Flat terrain conditions favor agricultural mechanization production as well as town construction. According to the Technical Regulations for the Third National Land Survey (TD/T 1055-2019) issued by the Ministry of Natural Resources of China (MNR, PRC), cultivated land is divided into 1–5 grades according to the topographic slope. Plots with a slope of no higher than 6 are considered less prone to soil erosion and are more suitable for agricultural production. The productivity of cultivated land is closely related to the topographic slope. Xu et al. simulated the relationship between crop yield, soil and water loss and topographic condition in the Loess Plateau region, and believed that higher slope reduced crop yields and increased soil erosion, and cultivated land with a slope of less than 5 was appropriate [39]. Compared with cultivated land, woodland provides effective protection from organic matter decline due to erosion process, and is more appropriate for undulating areas [40].

Therefore, based on the previous research results and the specific conditions of the research area, the authors selected six indicators from the three aspects of scale, shape and distribution based on the landscape pattern index to assess the fragmentation of land use. At the same time, combined with the slope complexity index and the access parameters to study the suitability of the land for cultivated land and construction land in the study area, as shown in

Table 1. Indicator system used to evaluate land use efficiency.

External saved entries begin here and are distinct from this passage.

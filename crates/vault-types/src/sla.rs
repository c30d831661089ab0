//! SLA clock embedded in every order.
//!
//! The clock starts when payment is confirmed, pauses while the order waits
//! on the client, and stops when the order completes or is cancelled. Time
//! spent paused extends the deadline.

use serde::{Deserialize, Serialize};

/// SLA timestamps and flags for one order. All times are Unix seconds.
#[derive(Debug, Clone, Default, Serialize, Deserialize, PartialEq)]
pub struct SlaTracking {
	/// Target turnaround in hours.
	pub target_hours: u64,
	#[serde(default, skip_serializing_if = "Option::is_none")]
	pub started_at: Option<u64>,
	#[serde(default, skip_serializing_if = "Option::is_none")]
	pub paused_at: Option<u64>,
	#[serde(default)]
	pub paused_total_secs: u64,
	#[serde(default, skip_serializing_if = "Option::is_none")]
	pub completed_at: Option<u64>,
	/// Set once the warning notification has been sent.
	#[serde(default)]
	pub warning_sent: bool,
	/// Set once the deadline has passed.
	#[serde(default)]
	pub breached: bool,
}

impl SlaTracking {
	/// Starts the clock. Restarting a running clock is a no-op.
	pub fn start(&mut self, now: u64, target_hours: u64) {
		if self.started_at.is_none() {
			self.started_at = Some(now);
			self.target_hours = target_hours;
		}
	}

	pub fn pause(&mut self, now: u64) {
		if self.is_running() && self.paused_at.is_none() {
			self.paused_at = Some(now);
		}
	}

	pub fn resume(&mut self, now: u64) {
		if let Some(paused_at) = self.paused_at.take() {
			self.paused_total_secs += now.saturating_sub(paused_at);
		}
	}

	/// Stops the clock, folding any open pause into the paused total.
	pub fn stop(&mut self, now: u64) {
		if self.started_at.is_some() && self.completed_at.is_none() {
			self.resume(now);
			self.completed_at = Some(now);
		}
	}

	pub fn is_running(&self) -> bool {
		self.started_at.is_some() && self.completed_at.is_none()
	}

	pub fn is_paused(&self) -> bool {
		self.paused_at.is_some()
	}

	/// Deadline including time spent paused so far.
	pub fn deadline(&self) -> Option<u64> {
		self.started_at
			.map(|start| start + self.target_hours * 3600 + self.paused_total_secs)
	}

	/// Working seconds consumed at `now`, excluding paused time.
	pub fn elapsed_secs(&self, now: u64) -> Option<u64> {
		let start = self.started_at?;
		let end = self.completed_at.or(self.paused_at).unwrap_or(now);
		Some(
			end.saturating_sub(start)
				.saturating_sub(self.paused_total_secs),
		)
	}

	/// Fraction of the target consumed at `now`; above 1.0 means breached.
	pub fn elapsed_ratio(&self, now: u64) -> Option<f64> {
		if self.target_hours == 0 {
			return None;
		}
		let elapsed = self.elapsed_secs(now)?;
		Some(elapsed as f64 / (self.target_hours * 3600) as f64)
	}
}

Target Layer	Criteria Layer	Indicator Layer
The degree of fragmentation	The number and size of land patches	Mean patch size (MPS)
		Patch density (PD)
	The shape of land patches	Edge density index (ED)
		Area-weighted mean shape index (AWMSI)
	The spatial distribution of land patches	Fragmentation number index (FN)
		Fragmentation index (FS)
The complexity of terrain	The change of slope	Slope complexity index (SC)
The accessibility of plot	Sum of the shortest distances from the road	Access parameters (AP)

. Since the requirements of woodland on the distance from roads and slope complexity are relatively low compared with cultivated land and construction land, and the impact of daily activities of the population on the woodland ecological environment has not yet shown clear pros and cons, the evaluation of the efficiency of land use for woodland does not consider its slope complexity index and accessibility.

The land fragmentation evaluation index was calculated according to the specific algorithm provided by the landscape pattern index, and the accessibility parameters calculate the shortest distance from the plot to the trunk road. The slope complexity index mainly evaluates the degree of slope change within the plot, which can be calculated by the aggregation of the proportion of slope change degree, as shown in Equation (1).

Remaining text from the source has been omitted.